* _TRY IT_
Print, exactly and completely, every entry in the data.

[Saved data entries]
————————
//! Dictionary construction.
//!
//! The build is a strict pipeline, each stage observing the complete output
//! of the previous one:
//!
//! 1. parse input into the string pool and the tuple stream
//! 2. sort tuples by `(minimizer, offset)`
//! 3. build the MPHF over distinct minimizers
//! 4. build the bucket tables (consuming the pool)
//! 5. build the skew index for crowded buckets
//!
//! Orchestration is single-threaded; only the MPHF constructions use a
//! bounded thread pool.

pub mod config;
pub(crate) mod parse;
pub mod tuples;

pub use config::BuildConfiguration;

use crate::buckets::Buckets;
use crate::dictionary::Dictionary;
use crate::error::Result;
use crate::mphf::{mphf_threads, Minimizers};
use crate::skew_index::SkewIndex;
use parse::{ParseData, SequenceParser};
use std::path::Path;
use std::time::Instant;
use tracing::info;

/// Builds a [`Dictionary`] from input sequences.
pub struct DictionaryBuilder {
    config: BuildConfiguration,
}

impl DictionaryBuilder {
    /// Create a builder; fails on an invalid configuration before any work
    /// begins.
    pub fn new(config: BuildConfiguration) -> Result<Self> {
        config.validate()?;
        Ok(Self { config })
    }

    /// Build from a FASTA/cuttlefish file, gzip-compressed or not.
    pub fn build_from_file<P: AsRef<Path>>(&self, path: P) -> Result<Dictionary> {
        let start = Instant::now();
        info!("parsing {}", path.as_ref().display());
        let data = parse::parse_file(path, &self.config)?;
        info!("parsed {} kmers in {:.2?}", data.num_kmers, start.elapsed());
        self.finish(data)
    }

    /// Build from in-memory sequences (one entry per input record).
    pub fn build_from_sequences<S: AsRef<[u8]>>(&self, sequences: &[S]) -> Result<Dictionary> {
        let mut parser = SequenceParser::new(&self.config)?;
        for seq in sequences {
            parser.add_sequence(seq.as_ref())?;
            if parser.saturated() {
                break;
            }
        }
        self.finish(parser.finish())
    }

    /// Stages 2..=5: sort, minimizer MPHF, buckets, skew index.
    fn finish(&self, data: ParseData) -> Result<Dictionary> {
        self.config.print();
        let threads = mphf_threads(self.config.num_threads);

        let mut tuples = data.tuples;
        let start = Instant::now();
        tuples.sort();
        info!("sorted {} tuples in {:.2?}", tuples.len(), start.elapsed());

        let start = Instant::now();
        let distinct: Vec<u64> = tuples.groups().map(|g| g.minimizer).collect();
        let minimizers = Minimizers::build(&distinct, threads)?;
        info!(
            "built minimizer MPHF over {} keys ({} threads) in {:.2?}",
            minimizers.num_keys(),
            threads,
            start.elapsed()
        );

        if self.config.verbose {
            BucketStatistics::compute(&tuples, self.config.l).log();
        }

        let start = Instant::now();
        let buckets = Buckets::build(&tuples, &minimizers, data.pool, self.config.k);
        info!("built buckets in {:.2?}", start.elapsed());

        let start = Instant::now();
        let skew_index = SkewIndex::build(&tuples, &buckets, &self.config, threads)?;
        info!(
            "built skew index ({} partitions, {} kmers) in {:.2?}",
            skew_index.num_partitions(),
            skew_index.num_kmers(),
            start.elapsed()
        );

        let dict = Dictionary::new(
            buckets,
            minimizers,
            skew_index,
            self.config.k,
            self.config.m,
            self.config.seed,
            self.config.canonical_parsing,
            data.num_kmers,
        );
        if self.config.verbose {
            dict.print_space_breakdown();
        }
        Ok(dict)
    }
}

/// Bucket-size distribution, logged when building verbosely.
struct BucketStatistics {
    num_buckets: u64,
    num_strings: u64,
    num_kmers: u64,
    num_singletons: u64,
    num_crowded: u64,
    max_bucket_size: usize,
}

impl BucketStatistics {
    fn compute(tuples: &tuples::MinimizerTuples, l: usize) -> Self {
        let mut stats = Self {
            num_buckets: 0,
            num_strings: 0,
            num_kmers: 0,
            num_singletons: 0,
            num_crowded: 0,
            max_bucket_size: 0,
        };
        let threshold = 1usize << l;
        for group in tuples.groups() {
            stats.num_buckets += 1;
            stats.num_strings += group.size() as u64;
            stats.num_kmers += group.num_kmers();
            if group.size() == 1 {
                stats.num_singletons += 1;
            }
            if group.size() > threshold {
                stats.num_crowded += 1;
            }
            stats.max_bucket_size = stats.max_bucket_size.max(group.size());
        }
        stats
    }

    fn log(&self) {
        let pct = |x: u64| x as f64 * 100.0 / self.num_buckets.max(1) as f64;
        info!("bucket statistics:");
        info!("  buckets: {}", self.num_buckets);
        info!("  strings: {}", self.num_strings);
        info!("  kmers: {}", self.num_kmers);
        info!("  singletons: {} ({:.2}%)", self.num_singletons, pct(self.num_singletons));
        info!("  crowded: {} ({:.2}%)", self.num_crowded, pct(self.num_crowded));
        info!("  max bucket size: {}", self.max_bucket_size);
    }
}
————————
* _TASK RESULT_
//! Dictionary construction.
//!
//! The build is a strict pipeline, each stage observing the complete output
//! of the previous one:
//!
//! 1. parse input into the string pool and the tuple stream
//! 2. sort tuples by `(minimizer, offset)`
//! 3. build the MPHF over distinct minimizers
//! 4. build the bucket tables (consuming the pool)
//! 5. build the skew index for crowded buckets
//!
//! Orchestration is single-threaded; only the MPHF constructions use a
//! bounded thread pool.

pub mod config;
pub(crate) mod parse;
pub mod tuples;

pub use config::BuildConfiguration;

use crate::buckets::Buckets;
use crate::dictionary::Dictionary;
use crate::error::Result;
use crate::mphf::{mphf_threads, Minimizers};
use crate::skew_index::SkewIndex;
use parse::{ParseData, SequenceParser};
use std::path::Path;
use std::time::Instant;
use tracing::info;

/// Builds a [`Dictionary`] from input sequences.
pub struct DictionaryBuilder {
    config: BuildConfiguration,
}

impl DictionaryBuilder {
    /// Create a builder; fails on an invalid configuration before any work
    /// begins.
    pub fn new(config: BuildConfiguration) -> Result<Self> {
        config.validate()?;
        Ok(Self { config })
    }

    /// Build from a FASTA/cuttlefish file, gzip-compressed or not.
    pub fn build_from_file<P: AsRef<Path>>(&self, path: P) -> Result<Dictionary> {
        let start = Instant::now();
        info!("parsing {}", path.as_ref().display());
        let data = parse::parse_file(path, &self.config)?;
        info!("parsed {} kmers in {:.2?}", data.num_kmers, start.elapsed());
        self.finish(data)
    }

    /// Build from in-memory sequences (one entry per input record).
    pub fn build_from_sequences<S: AsRef<[u8]>>(&self, sequences: &[S]) -> Result<Dictionary> {
        let mut parser = SequenceParser::new(&self.config)?;
        for seq in sequences {
            parser.add_sequence(seq.as_ref())?;
            if parser.saturated() {
                break;
            }
        }
        self.finish(parser.finish())
    }

    /// Stages 2..=5: sort, minimizer MPHF, buckets, skew index.
    fn finish(&self, data: ParseData) -> Result<Dictionary> {
        self.config.print();
        let threads = mphf_threads(self.config.num_threads);

        let mut tuples = data.tuples;
        let start = Instant::now();
        tuples.sort();
        info!("sorted {} tuples in {:.2?}", tuples.len(), start.elapsed());

        let start = Instant::now();
        let distinct: Vec<u64> = tuples.groups().map(|g| g.minimizer).collect();
        let minimizers = Minimizers::build(&distinct, threads)?;
        info!(
            "built minimizer MPHF over {} keys ({} threads) in {:.2?}",
            minimizers.num_keys(),
            threads,
            start.elapsed()
        );

        if self.config.verbose {
            BucketStatistics::compute(&tuples, self.config.l).log();
        }

        let start = Instant::now();
        let buckets = Buckets::build(&tuples, &minimizers, data.pool, self.config.k);
        info!("built buckets in {:.2?}", start.elapsed());

        let start = Instant::now();
        let skew_index = SkewIndex::build(&tuples, &buckets, &self.config, threads)?;
        info!(
            "built skew index ({} partitions, {} kmers) in {:.2?}",
            skew_index.num_partitions(),
            skew_index.num_kmers(),
            start.elapsed()
        );

        let dict = Dictionary::new(
            buckets,
            minimizers,
            skew_index,
            self.config.k,
            self.config.m,
            self.config.seed,
            self.config.canonical_parsing,
            data.num_kmers,
        );
        if self.config.verbose {
            dict.print_space_breakdown();
        }
        Ok(dict)
    }
}

/// Bucket-size distribution, logged when building verbosely.
struct BucketStatistics {
    num_buckets: u64,
    num_strings: u64,
    num_kmers: u64,
    num_singletons: u64,
    num_crowded: u64,
    max_bucket_size: usize,
}

impl BucketStatistics {
    fn compute(tuples: &tuples::MinimizerTuples, l: usize) -> Self {
        let mut stats = Self {
            num_buckets: 0,
            num_strings: 0,
            num_kmers: 0,
            num_singletons: 0,
            num_crowded: 0,
            max_bucket_size: 0,
        };
        let threshold = 1usize << l;
        for group in tuples.groups() {
            stats.num_buckets += 1;
            stats.num_strings += group.size() as u64;
            stats.num_kmers += group.num_kmers();
            if group.size() == 1 {
                stats.num_singletons += 1;
            }
            if group.size() > threshold {
                stats.num_crowded += 1;
            }
            stats.max_bucket_size = stats.max_bucket_size.max(group.size());
        }
        stats
    }

    fn log(&self) {
        let pct = |x: u64| x as f64 * 100.0 / self.num_buckets.max(1) as f64;
        info!("bucket statistics:");
        info!("  buckets: {}", self.num_buckets);
        info!("  strings: {}", self.num_strings);
        info!("  kmers: {}", self.num_kmers);
        info!("  singletons: {} ({:.2}%)", self.num_singletons, pct(self.num_singletons));
        info!("  crowded: {} ({:.2}%)", self.num_crowded, pct(self.num_crowded));
        info!("  max bucket size: {}", self.max_bucket_size);
    }
}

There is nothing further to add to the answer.